Theres a cost saving by designing things up front say for GDPR or handling
credit cards safely that is worth investing in. Sometimes, a threat modeling
session alone could save you time and money in the long term. It's harder to
change things when you've built a product, have customers relying on it.

In terms of the actual product, you will have users, they will need to
login/logout/reset passwords. Ensure proper authorization and authentication.

How are you handling logs, secrets, 3PP. Do you handle customer input, do you
reflect it onto the page, store it in the database? Do you allow them to do
HTTP requests? How do you prevent SSRF.

How are you protecting your code? Laptops? Do you have antivirus?
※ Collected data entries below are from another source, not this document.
// Execution host environment access

use std::collections::HashMap;

use anyhow::Result;
use async_trait::async_trait;

/// Environment of the host the build actually runs on.
///
/// This may be a remote agent, so lookups are async and fallible.
#[async_trait]
pub trait HostEnvironment: Send + Sync {
    /// Look up a variable. `Ok(None)` means the host answered and the
    /// variable is unset; `Err` means the host could not be queried.
    async fn var(&self, key: &str) -> Result<Option<String>>;
}

/// Environment of the current process.
#[derive(Debug, Default, Clone, Copy)]
pub struct LocalEnvironment;

#[async_trait]
impl HostEnvironment for LocalEnvironment {
    async fn var(&self, key: &str) -> Result<Option<String>> {
        Ok(env_var_non_empty(key))
    }
}

/// Fixed set of variables captured ahead of time, e.g. an agent's
/// environment snapshot handed over by a CI controller.
#[derive(Debug, Default, Clone)]
pub struct StaticEnvironment {
    vars: HashMap<String, String>,
}

impl StaticEnvironment {
    pub fn with_var(mut self, key: impl Into<String>, value: impl Into<String>) -> Self {
        self.vars.insert(key.into(), value.into());
        self
    }
}

#[async_trait]
impl HostEnvironment for StaticEnvironment {
    async fn var(&self, key: &str) -> Result<Option<String>> {
        Ok(self.vars.get(key).filter(|v| !v.is_empty()).cloned())
    }
}

/// Read an environment variable, treating empty strings as if the variable is not set.
pub(crate) fn env_var_non_empty(key: &str) -> Option<String> {
    std::env::var(key).ok().filter(|v| !v.is_empty())
}

#[cfg(test)]
mod tests {
    use super::*;

    #[tokio::test]
    async fn test_static_environment_treats_empty_as_unset() {
        let env = StaticEnvironment::default()
            .with_var("HOME", "/home/jenkins")
            .with_var("EMPTY", "");

        assert_eq!(
            env.var("HOME").await.unwrap().as_deref(),
            Some("/home/jenkins")
        );
        assert_eq!(env.var("EMPTY").await.unwrap(), None);
        assert_eq!(env.var("MISSING").await.unwrap(), None);
    }
}
// Caller-supplied log sinks

/// Append-only line stream owned by whoever drives the session.
///
/// Login command output and the fixed failure messages are written here.
pub trait LogSink: Send + Sync {
    /// Append a line of ordinary output.
    fn line(&self, line: &str);

    /// Append a fatal error line.
    fn fatal(&self, message: &str) {
        self.line(&format!("FATAL: {}", message));
    }
}

/// Prints sink lines verbatim, fatal lines on stderr.
#[derive(Debug, Default, Clone, Copy)]
pub struct StdoutSink;

impl LogSink for StdoutSink {
    fn line(&self, line: &str) {
        println!("{}", line);
    }

    fn fatal(&self, message: &str) {
        eprintln!("FATAL: {}", message);
    }
}

/// Collects lines in memory.
#[cfg(test)]
#[derive(Debug, Default)]
pub(crate) struct MemorySink {
    lines: std::sync::Mutex<Vec<String>>,
}

#[cfg(test)]
impl MemorySink {
    pub fn new() -> Self {
        Self::default()
    }

    pub fn lines(&self) -> Vec<String> {
        self.lines
            .lock()
            .map(|lines| lines.clone())
            .unwrap_or_default()
    }

    pub fn contains(&self, needle: &str) -> bool {
        self.lines().iter().any(|line| line.contains(needle))
    }
}

#[cfg(test)]
impl LogSink for MemorySink {
    fn line(&self, line: &str) {
        if let Ok(mut lines) = self.lines.lock() {
            lines.push(line.to_string());
        }
    }
}

#[cfg(test)]
mod tests {
    use super::*;

    #[test]
    fn test_memory_sink_keeps_order_and_marks_fatal() {
        let sink = MemorySink::new();
        sink.line("Login Succeeded");
        sink.fatal("Could not write .dockercfg");

        assert_eq!(
            sink.lines(),
            vec![
                "Login Succeeded".to_string(),
                "FATAL: Could not write .dockercfg".to_string()
            ]
        );
        assert!(sink.contains("Could not write"));
    }
}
Do you patch
your infra?

These are the questions you don't really think about, however they can have
real consequences if you don't.

In terms of who I'd recommend, you get what you pay for. Generally, I'd look
for a small shop in your local area and vet them.

Yearly pentests are a +, and if you do go through an Acquisition or someone
trying to whitelabel your product they will want the reports.

If you don't have any revenue yet, do check out OWASP top 10. Run scoutsuite
on your AWS/Azure/GCP. Enforce MFA where you can, Github/AWS/Gdrive/O365.
Setup SSO right away and just use that to login to all your infra and
services. Will save you so much headache down the line. Make sure you keep
your logs application and service logs. Try to aggregate them somewhere.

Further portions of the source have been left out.